Work item
Search the entries below for "Default" and copy each matching line.

START Data to process

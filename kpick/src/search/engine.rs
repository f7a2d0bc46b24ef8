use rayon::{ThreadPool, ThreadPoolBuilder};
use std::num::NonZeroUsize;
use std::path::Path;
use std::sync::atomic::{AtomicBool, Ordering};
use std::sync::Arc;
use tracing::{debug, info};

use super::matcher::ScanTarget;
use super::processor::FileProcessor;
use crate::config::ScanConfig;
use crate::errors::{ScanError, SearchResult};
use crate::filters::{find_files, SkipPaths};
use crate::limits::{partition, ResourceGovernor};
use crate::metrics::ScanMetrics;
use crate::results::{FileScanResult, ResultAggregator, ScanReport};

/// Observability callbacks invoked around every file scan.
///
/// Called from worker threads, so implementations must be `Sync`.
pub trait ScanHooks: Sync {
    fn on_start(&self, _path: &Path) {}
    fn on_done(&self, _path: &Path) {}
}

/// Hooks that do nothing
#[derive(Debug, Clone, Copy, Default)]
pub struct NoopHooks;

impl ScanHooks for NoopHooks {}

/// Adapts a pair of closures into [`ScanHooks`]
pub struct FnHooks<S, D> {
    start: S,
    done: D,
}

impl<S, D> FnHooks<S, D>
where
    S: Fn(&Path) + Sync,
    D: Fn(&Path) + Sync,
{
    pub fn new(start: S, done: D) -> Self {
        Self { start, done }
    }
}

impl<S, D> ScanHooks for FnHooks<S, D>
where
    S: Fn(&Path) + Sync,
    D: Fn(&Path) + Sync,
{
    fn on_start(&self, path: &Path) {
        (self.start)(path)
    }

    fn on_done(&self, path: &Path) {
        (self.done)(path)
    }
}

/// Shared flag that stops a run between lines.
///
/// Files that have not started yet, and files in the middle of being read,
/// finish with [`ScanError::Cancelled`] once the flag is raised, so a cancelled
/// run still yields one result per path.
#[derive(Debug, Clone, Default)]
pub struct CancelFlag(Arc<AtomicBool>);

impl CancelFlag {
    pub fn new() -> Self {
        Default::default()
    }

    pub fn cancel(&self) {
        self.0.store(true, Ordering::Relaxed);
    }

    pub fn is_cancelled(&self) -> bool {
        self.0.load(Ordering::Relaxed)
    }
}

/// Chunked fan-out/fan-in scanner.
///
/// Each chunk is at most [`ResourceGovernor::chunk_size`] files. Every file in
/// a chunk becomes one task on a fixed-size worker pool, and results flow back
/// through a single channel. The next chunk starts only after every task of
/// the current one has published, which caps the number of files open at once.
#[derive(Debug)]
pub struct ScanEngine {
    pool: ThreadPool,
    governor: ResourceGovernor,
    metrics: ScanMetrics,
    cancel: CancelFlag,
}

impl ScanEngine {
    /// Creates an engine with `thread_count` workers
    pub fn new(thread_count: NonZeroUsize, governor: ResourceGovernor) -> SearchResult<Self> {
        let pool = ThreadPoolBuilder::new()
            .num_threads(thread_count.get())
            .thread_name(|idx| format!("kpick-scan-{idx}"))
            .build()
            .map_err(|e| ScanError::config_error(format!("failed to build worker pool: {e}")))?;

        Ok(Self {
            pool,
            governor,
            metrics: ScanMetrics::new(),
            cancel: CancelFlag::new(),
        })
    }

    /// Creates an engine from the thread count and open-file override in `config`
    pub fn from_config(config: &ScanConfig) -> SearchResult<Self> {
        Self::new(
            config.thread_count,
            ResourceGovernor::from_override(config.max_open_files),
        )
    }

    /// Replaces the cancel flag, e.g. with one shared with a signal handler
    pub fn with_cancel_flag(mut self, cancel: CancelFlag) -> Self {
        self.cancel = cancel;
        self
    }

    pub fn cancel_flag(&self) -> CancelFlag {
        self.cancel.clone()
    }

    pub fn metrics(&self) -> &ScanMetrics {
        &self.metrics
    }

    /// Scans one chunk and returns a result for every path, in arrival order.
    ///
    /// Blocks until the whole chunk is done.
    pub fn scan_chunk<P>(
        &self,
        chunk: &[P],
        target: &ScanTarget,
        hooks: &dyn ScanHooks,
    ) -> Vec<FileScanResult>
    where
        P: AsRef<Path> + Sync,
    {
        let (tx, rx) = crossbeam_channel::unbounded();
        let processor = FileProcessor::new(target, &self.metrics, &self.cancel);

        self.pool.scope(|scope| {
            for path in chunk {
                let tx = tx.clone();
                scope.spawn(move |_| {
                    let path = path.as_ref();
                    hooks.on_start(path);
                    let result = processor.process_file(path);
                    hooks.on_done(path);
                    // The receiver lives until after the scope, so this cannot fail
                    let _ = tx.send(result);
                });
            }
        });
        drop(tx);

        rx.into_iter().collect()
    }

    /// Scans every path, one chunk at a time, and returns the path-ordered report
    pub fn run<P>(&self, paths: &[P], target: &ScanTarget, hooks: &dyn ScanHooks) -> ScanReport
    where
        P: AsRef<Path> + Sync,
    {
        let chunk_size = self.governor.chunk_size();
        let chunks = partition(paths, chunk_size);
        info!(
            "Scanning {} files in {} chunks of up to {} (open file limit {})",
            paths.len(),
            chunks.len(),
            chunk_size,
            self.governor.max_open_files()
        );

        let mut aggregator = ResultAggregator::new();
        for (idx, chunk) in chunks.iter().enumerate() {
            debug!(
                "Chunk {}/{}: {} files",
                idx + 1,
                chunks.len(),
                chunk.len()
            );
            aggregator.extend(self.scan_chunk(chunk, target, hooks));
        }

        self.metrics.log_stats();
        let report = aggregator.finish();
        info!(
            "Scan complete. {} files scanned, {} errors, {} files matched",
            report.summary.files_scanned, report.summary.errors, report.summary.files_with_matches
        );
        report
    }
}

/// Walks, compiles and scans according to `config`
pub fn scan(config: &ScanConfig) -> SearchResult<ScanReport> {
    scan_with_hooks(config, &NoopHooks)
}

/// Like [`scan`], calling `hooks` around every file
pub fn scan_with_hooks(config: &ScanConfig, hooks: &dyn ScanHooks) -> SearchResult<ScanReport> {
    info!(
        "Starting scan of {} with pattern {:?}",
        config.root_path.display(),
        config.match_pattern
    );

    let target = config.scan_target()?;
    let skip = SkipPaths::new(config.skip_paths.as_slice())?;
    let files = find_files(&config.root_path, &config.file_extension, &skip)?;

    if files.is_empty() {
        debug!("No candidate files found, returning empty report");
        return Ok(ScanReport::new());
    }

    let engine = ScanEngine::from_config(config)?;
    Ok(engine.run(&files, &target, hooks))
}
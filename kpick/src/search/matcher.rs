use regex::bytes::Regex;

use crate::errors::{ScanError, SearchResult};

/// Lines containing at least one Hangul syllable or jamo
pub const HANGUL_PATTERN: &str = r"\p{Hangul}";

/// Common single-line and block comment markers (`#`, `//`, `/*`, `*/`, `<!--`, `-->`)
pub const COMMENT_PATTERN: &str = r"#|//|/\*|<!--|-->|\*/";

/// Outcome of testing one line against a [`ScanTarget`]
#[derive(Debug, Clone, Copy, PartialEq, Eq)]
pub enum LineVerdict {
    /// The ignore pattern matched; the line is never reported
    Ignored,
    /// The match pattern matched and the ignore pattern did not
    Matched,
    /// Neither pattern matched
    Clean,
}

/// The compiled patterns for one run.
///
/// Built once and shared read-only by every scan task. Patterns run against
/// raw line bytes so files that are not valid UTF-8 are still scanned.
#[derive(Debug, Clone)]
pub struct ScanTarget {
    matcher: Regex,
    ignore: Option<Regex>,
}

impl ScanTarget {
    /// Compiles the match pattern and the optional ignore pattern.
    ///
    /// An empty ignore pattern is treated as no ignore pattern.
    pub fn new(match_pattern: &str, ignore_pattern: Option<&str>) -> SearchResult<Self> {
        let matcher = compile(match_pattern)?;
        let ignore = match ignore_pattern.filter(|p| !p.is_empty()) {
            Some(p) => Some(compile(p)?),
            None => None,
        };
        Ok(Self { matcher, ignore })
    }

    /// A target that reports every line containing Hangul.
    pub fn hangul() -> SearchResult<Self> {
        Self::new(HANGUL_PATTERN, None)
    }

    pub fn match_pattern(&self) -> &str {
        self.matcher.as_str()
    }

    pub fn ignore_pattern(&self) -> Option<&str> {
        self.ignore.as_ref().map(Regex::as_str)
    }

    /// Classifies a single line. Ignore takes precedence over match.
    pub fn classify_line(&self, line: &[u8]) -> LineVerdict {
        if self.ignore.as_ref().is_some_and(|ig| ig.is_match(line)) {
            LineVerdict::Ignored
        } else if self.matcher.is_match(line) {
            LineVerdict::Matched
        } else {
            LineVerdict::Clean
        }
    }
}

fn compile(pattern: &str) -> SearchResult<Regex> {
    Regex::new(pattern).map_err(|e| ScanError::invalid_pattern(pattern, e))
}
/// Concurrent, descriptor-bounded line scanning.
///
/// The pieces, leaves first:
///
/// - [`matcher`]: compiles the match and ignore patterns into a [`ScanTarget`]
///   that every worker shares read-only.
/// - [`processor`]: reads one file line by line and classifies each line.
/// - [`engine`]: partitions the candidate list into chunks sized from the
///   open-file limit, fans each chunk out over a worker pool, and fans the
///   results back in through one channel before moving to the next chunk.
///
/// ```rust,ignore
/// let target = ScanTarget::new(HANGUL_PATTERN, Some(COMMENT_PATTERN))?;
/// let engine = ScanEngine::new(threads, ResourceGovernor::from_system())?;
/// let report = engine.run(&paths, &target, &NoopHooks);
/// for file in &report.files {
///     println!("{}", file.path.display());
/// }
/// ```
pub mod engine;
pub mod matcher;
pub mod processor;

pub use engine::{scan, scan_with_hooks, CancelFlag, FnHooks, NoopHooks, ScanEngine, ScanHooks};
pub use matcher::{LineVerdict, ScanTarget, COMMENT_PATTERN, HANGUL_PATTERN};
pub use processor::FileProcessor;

END Data to process

Task output
#[derive(Debug, Clone, Copy, Default)]
#[derive(Debug, Clone, Default)]
        Default::default()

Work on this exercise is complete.